Frontline: North Korea’s Deadly Dictator is now available on DVD. The program is also available for digital download.

As nuclear tensions between President Donald Trump and North Korean leader Kim Jong-un escalate, producer Jane McMullen examines claims the North Korean leader and his intelligence services ordered the assassination on Kim Jong-nam, and sheds light on his broader intentions and nuclear capabilities.

Drawing on interviews with a leading North Korean defector, diplomats, experts, Kim Jong-nam’s school friends and even a former North Korean secret agent, the documentary is a rare glimpse inside the secretive country; an eye-opening look at both how King Jong-un thinks, and how he’s trying to ensure his regime’s survival and perpetuate his own power.

“VA: The Human Cost of War” is a probing, profound film, another winner from Ric Burns

What is the exact human cost of war? Directed by six-time Emmy -winning filmmaker Ric Burns and executive produced by Lois Pope, VA: The Human Cost of War (PBS Distribution) takes a broad look at the U.S. Department of Veterans Affairs, examining the organization’s history, leadership, structure, funding and relationship to veterans.The documentary examines the United States Department of Veteran Affairs, from its inception to the present day, exploring its successes and failures in properly caring for veterans upon their return from war, its critical role in the American healthcare system, and the need for major reform.

https://youtu.be/lqBD0hmUUA8

 Tracing its troubled beginnings as the Veterans Bureau of the 1920s through to the organization’s transformation into a modern healthcare system after World War II, the film tracks the ways in which the VA has had to quickly adapt to new challenges and obstacles as it attempts to care for veterans. Beholden to the executive branch for its funding and detached logistically from the leaders who plan and execute war, the VA has had to find ways to deal with the consequences and costs of war, which are incurred long after the fighting ceases. From the psychological and physical wounds of soldiers returning from Vietnam, to the changing demographic make-up of the troops serving in Afghanistan and Iraq, the film investigates the Department’s successes and gross missteps as its burden continues to grow larger, more complicated, and increasingly politicized.

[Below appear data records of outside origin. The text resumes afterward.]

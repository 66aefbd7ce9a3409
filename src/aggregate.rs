// Reduction of a record sequence into totals and weighted averages.
use crate::types::{AggregateResult, Averages, DailyMetric, Totals};
use crate::util::ratio;

/// Pure reduction: totals are sums, ratio averages are derived from the
/// totals (weighted by volume) rather than averaged per day, so low-volume
/// days cannot skew them. Empty input yields all zeros.
pub fn aggregate(records: &[DailyMetric]) -> AggregateResult {
    let mut totals = Totals::default();
    for r in records {
        totals.spend += r.spend;
        totals.impressions += r.impressions;
        totals.clicks += r.clicks;
        totals.installs += r.installs;
        totals.purchases += r.purchases;
        totals.title_cost += r.title_cost;
        totals.revenue += r.revenue;
        totals.clients += r.clients;
    }

    let averages = Averages {
        cpm: ratio(totals.spend, totals.impressions as f64) * 1000.0,
        ctr: ratio(totals.clicks as f64, totals.impressions as f64) * 100.0,
        cpc: ratio(totals.spend, totals.clicks as f64),
        cpi: ratio(totals.spend, totals.installs as f64),
        cpa: ratio(totals.spend, totals.purchases as f64),
        conversion_rate: ratio(totals.purchases as f64, totals.clicks as f64) * 100.0,
        install_rate: ratio(totals.installs as f64, totals.clicks as f64) * 100.0,
        roas: ratio(totals.revenue, totals.spend),
        // These two are the exceptions: per-day mean and per-client ratio.
        avg_title_cost: ratio(totals.title_cost, records.len() as f64),
        titles_per_client: ratio(totals.purchases as f64, totals.clients as f64),
    };

    AggregateResult { totals, averages }
}
//! Session command handlers:
//! - `taxman login` - sign in with email and password
//! - `taxman signup` - create an account, then sign in if the provider allows it
//! - `taxman logout` - end the session
//! - `taxman status` - report whether a session exists

use crate::api::{self, Mode};
use crate::commands::Out;
use crate::views::{AuthMode, AuthOutcome, AuthView, DashboardView};
use crate::{Config, Result};
use anyhow::bail;
use chrono::{DateTime, Utc};
use serde::Serialize;
use tracing::debug;

/// Signs in and saves the session.
///
/// # Errors
/// Returns the form's error message when validation or sign-in fails.
pub async fn login(config: &Config, mode: Mode, email: &str, password: &str) -> Result<Out<()>> {
    let mut view = AuthView::new(api::identity(config, mode).await?, config.email_redirect_to());
    let outcome = view.submit(email, password).await;
    finish(outcome, email)
}

/// Creates an account. Unless `auto_sign_in_after_sign_up` is off, a sign-in is attempted right
/// away; if that is refused (for example because the address is not verified yet) the command
/// still succeeds and asks the user to check their email.
pub async fn signup(config: &Config, mode: Mode, email: &str, password: &str) -> Result<Out<()>> {
    let mut view = AuthView::new(api::identity(config, mode).await?, config.email_redirect_to())
        .auto_sign_in(config.auto_sign_in_after_sign_up());
    view.set_mode(AuthMode::SignUp);
    let outcome = view.submit(email, password).await;
    finish(outcome, email)
}

fn finish(outcome: AuthOutcome, email: &str) -> Result<Out<()>> {
    debug!("{outcome:?}");
    let mut lines = Vec::new();
    if let Some(message) = outcome.message() {
        if message.is_error() {
            bail!("{}", message.text());
        }
        lines.push(message.text().to_string());
    }
    if let Some(navigation) = outcome.navigation() {
        lines.push(format!(
            "Signed in as {email}. Next: '{}'",
            navigation.route().command()
        ));
    }
    Ok(lines.join("\n").into())
}

/// Ends the session. The local session is removed even when the provider cannot be reached.
pub async fn logout(config: &Config, mode: Mode) -> Result<Out<()>> {
    let view = DashboardView::new(
        api::identity(config, mode).await?,
        api::backend(config, mode)?,
    );
    let navigation = view.sign_out().await;
    Ok(format!("Signed out. Sign in again with '{}'", navigation.route().command()).into())
}

/// What `taxman status` reports. Tokens are never included.
#[derive(Debug, Clone, PartialEq, Eq, Serialize)]
pub struct SessionStatus {
    pub signed_in: bool,
    pub email: Option<String>,
    pub expires_at: Option<DateTime<Utc>>,
}

/// Reports whether a session exists, refreshing it first if it has expired.
pub async fn status(config: &Config, mode: Mode) -> Result<Out<SessionStatus>> {
    let identity = api::identity(config, mode).await?;
    let status = match identity.get_session().await? {
        Some(session) => SessionStatus {
            signed_in: true,
            email: session.user_email().map(str::to_string),
            expires_at: Some(session.expires_at()),
        },
        None => SessionStatus {
            signed_in: false,
            email: None,
            expires_at: None,
        },
    };
    let message = match (&status.email, status.expires_at) {
        (Some(email), Some(expires_at)) => {
            format!("Signed in as {email}, session expires at {expires_at}")
        }
        (None, Some(expires_at)) => format!("Signed in, session expires at {expires_at}"),
        _ => "Not signed in".to_string(),
    };
    Ok(Out::new(message, status))
}

#[cfg(test)]
mod tests {
    use super::*;
    use crate::api::{DEMO_EMAIL, DEMO_PASSWORD};
    use crate::test::TestEnv;

    #[tokio::test]
    async fn test_login_saves_session() {
        let env = TestEnv::new().await;
        let out = login(&env.config(), Mode::Test, DEMO_EMAIL, DEMO_PASSWORD)
            .await
            .unwrap();
        assert!(out.message().contains("Signed in as demo@example.com"));
        assert!(out.message().contains("taxman scan"));

        let saved = env.saved_session().await.unwrap();
        assert_eq!(saved.user_email(), Some(DEMO_EMAIL));
    }

    #[tokio::test]
    async fn test_login_wrong_password() {
        let env = TestEnv::new().await;
        let err = login(&env.config(), Mode::Test, DEMO_EMAIL, "wrong-password")
            .await
            .unwrap_err();
        assert_eq!(err.to_string(), "Sign in error: Invalid login credentials");
        assert!(env.saved_session().await.is_none());
    }

    #[tokio::test]
    async fn test_login_short_password() {
        let env = TestEnv::new().await;
        let err = login(&env.config(), Mode::Test, DEMO_EMAIL, "short")
            .await
            .unwrap_err();
        assert_eq!(err.to_string(), "Password must be at least 6 characters");
    }

    #[tokio::test]
    async fn test_signup_signs_in() {
        let env = TestEnv::new().await;
        let out = signup(&env.config(), Mode::Test, "new@example.com", "secret1")
            .await
            .unwrap();
        assert!(out.message().starts_with("Check your email"));
        assert!(out.message().contains("Signed in as new@example.com"));
    }

    #[tokio::test]
    async fn test_signup_existing_account() {
        let env = TestEnv::new().await;
        let err = signup(&env.config(), Mode::Test, DEMO_EMAIL, "secret1")
            .await
            .unwrap_err();
        assert_eq!(err.to_string(), "Sign up error: User already registered");
    }

    #[tokio::test]
    async fn test_status_and_logout() {
        let env = TestEnv::signed_in().await;
        let out = status(&env.config(), Mode::Test).await.unwrap();
        let reported = out.structure().unwrap();
        assert!(reported.signed_in);
        assert_eq!(reported.email.as_deref(), Some(DEMO_EMAIL));

        let out = logout(&env.config(), Mode::Test).await.unwrap();
        assert!(out.message().contains("taxman login"));
        assert!(env.saved_session().await.is_none());

        let out = status(&env.config(), Mode::Test).await.unwrap();
        assert!(!out.structure().unwrap().signed_in);
        assert_eq!(out.message(), "Not signed in");
    }

    #[tokio::test]
    async fn test_logout_removes_corrupt_session() {
        let env = TestEnv::new().await;
        let path = env.config().session_path();
        std::fs::write(&path, "{not json").unwrap();

        logout(&env.config(), Mode::Test).await.unwrap();
        assert!(!path.exists());
        let out = status(&env.config(), Mode::Test).await.unwrap();
        assert!(!out.structure().unwrap().signed_in);
    }
}
use crate::commands::Out;
use crate::{Config, Endpoints, Result};
use anyhow::Context;
use std::path::Path;

/// Creates the data directory, its `.secrets` subdirectory and an initial `config.json` pointing
/// at `endpoints`, with defaults for anything not given.
///
/// # Errors
/// - Returns an error if a URL is malformed or any file operation fails.
pub async fn init(taxman_home: &Path, endpoints: Endpoints) -> Result<Out<()>> {
    let config = Config::create(taxman_home, endpoints)
        .await
        .context("Unable to create the data directory and configs")?;
    Ok(format!(
        "Created the taxman directory and config at {}. Next, sign in with 'taxman login'",
        config.root().display()
    )
    .into())
}

#[cfg(test)]
mod tests {
    use super::*;
    use tempfile::TempDir;

    #[tokio::test]
    async fn test_init_then_load() {
        let tmp = TempDir::new().unwrap();
        let home = tmp.path().join("taxman");
        let endpoints = Endpoints {
            api_url: Some("https://api.example.com".to_string()),
            ..Endpoints::default()
        };
        let out = init(&home, endpoints).await.unwrap();
        assert!(out.message().contains("Created the taxman directory"));

        let config = Config::load(&home).await.unwrap();
        assert_eq!(config.api_url(), "https://api.example.com");
    }

    #[tokio::test]
    async fn test_init_bad_url() {
        let tmp = TempDir::new().unwrap();
        let endpoints = Endpoints {
            auth_url: Some("not a url".to_string()),
            ..Endpoints::default()
        };
        assert!(init(tmp.path(), endpoints).await.is_err());
    }
}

Told through a series of personal stories from veterans and intertwined with deep historical and political analysis from leading scholars and elected officials, the film illustrates the key ways in which the VA, and we as a society, fail our veterans, who, according to Department of Veterans Affairs research, continue to commit suicide at the harrowing rate of 20 veterans per day.